[Items from a dataset]
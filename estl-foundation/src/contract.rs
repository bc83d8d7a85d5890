// ESTL - estl-foundation
// Module: Contract Violation Policy
//
// Copyright (c) 2025 The ESTL Project Developers
// Licensed under the MIT license.
// SPDX-License-Identifier: MIT

//! Reaction to broken preconditions.
//!
//! Every container operation that can violate its contract (pushing into a
//! full container, checked access outside the live range, must-exist lookup
//! of an absent key) returns [`estl_error::Result`]. Before the error reaches
//! the caller it passes through [`violation`], which applies the process-wide
//! [`ViolationPolicy`]:
//!
//! - [`ViolationPolicy::Report`]: the error is returned and the container is
//!   left untouched. Callers propagate it with `?`.
//! - [`ViolationPolicy::Abort`]: the violation panics. With `panic = "abort"`
//!   this is the fatal stop expected by targets that have no recovery path.
//!
//! The default comes from [`crate::config::DEFAULT_POLICY`]. Call sites that
//! want the fatal behaviour for a single operation can use
//! [`OrAbort::or_abort`] regardless of the global policy.

use core::sync::atomic::{AtomicU8, Ordering};

use estl_error::{Error, Result};

use crate::config::DEFAULT_POLICY;

/// How contract violations are handled
#[derive(Debug, Clone, Copy, PartialEq, Eq, Hash)]
#[repr(u8)]
pub enum ViolationPolicy {
    /// Return the error to the caller
    Report = 0,
    /// Panic with the formatted error
    Abort  = 1,
}

impl ViolationPolicy {
    const fn from_raw(raw: u8) -> Self {
        match raw {
            1 => Self::Abort,
            _ => Self::Report,
        }
    }
}

// Plain load/store: targets without compare-and-swap still support these.
static POLICY: AtomicU8 = AtomicU8::new(DEFAULT_POLICY as u8);

/// Returns the policy currently in effect.
#[inline]
#[must_use]
pub fn policy() -> ViolationPolicy {
    ViolationPolicy::from_raw(POLICY.load(Ordering::Relaxed))
}

/// Installs `policy` for the whole program and returns the previous one.
///
/// Intended to be called once during start-up. The read of the previous
/// value and the store are separate operations, so concurrent callers may
/// observe each other's intermediate state.
pub fn set_policy(policy: ViolationPolicy) -> ViolationPolicy {
    let previous = self::policy();
    POLICY.store(policy as u8, Ordering::Relaxed);
    previous
}

/// Applies the current policy to `error`.
///
/// Returns `error` unchanged under [`ViolationPolicy::Report`] and never
/// returns under [`ViolationPolicy::Abort`].
#[cold]
#[track_caller]
pub fn violation(error: Error) -> Error {
    trace_event!(
        warn,
        category = ?error.category,
        code = error.code,
        detail = error.message,
        "contract violation"
    );
    if policy() == ViolationPolicy::Abort {
        abort(error);
    }
    error
}

#[cold]
#[track_caller]
fn abort(error: Error) -> ! {
    panic!("{error}")
}

/// Fatal-check conversion for a single call site.
///
/// ```should_panic
/// use estl_foundation::{OrAbort, StaticVec};
///
/// let mut vec = StaticVec::<u8, 1>::new();
/// vec.push(1).or_abort();
/// vec.push(2).or_abort(); // full: panics
/// ```
pub trait OrAbort<T> {
    /// Returns the success value or panics with the error.
    fn or_abort(self) -> T;
}

impl<T> OrAbort<T> for Result<T> {
    #[inline]
    #[track_caller]
    fn or_abort(self) -> T {
        match self {
            Ok(value) => value,
            Err(error) => abort(error),
        }
    }
}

_WORK REQUEST:_
With the line containing "the error reaches" as the last one, please set down exactly the lines of the records above from their very first line, and nothing more.

_EXERCISE ANSWER:_
filename estl-foundation/src/contract.rs
repository bc83d8d7a85d5890
// ESTL - estl-foundation
// Module: Contract Violation Policy
//
// Copyright (c) 2025 The ESTL Project Developers
// Licensed under the MIT license.
// SPDX-License-Identifier: MIT

//! Reaction to broken preconditions.
//!
//! Every container operation that can violate its contract (pushing into a
//! full container, checked access outside the live range, must-exist lookup
//! of an absent key) returns [`estl_error::Result`]. Before the error reaches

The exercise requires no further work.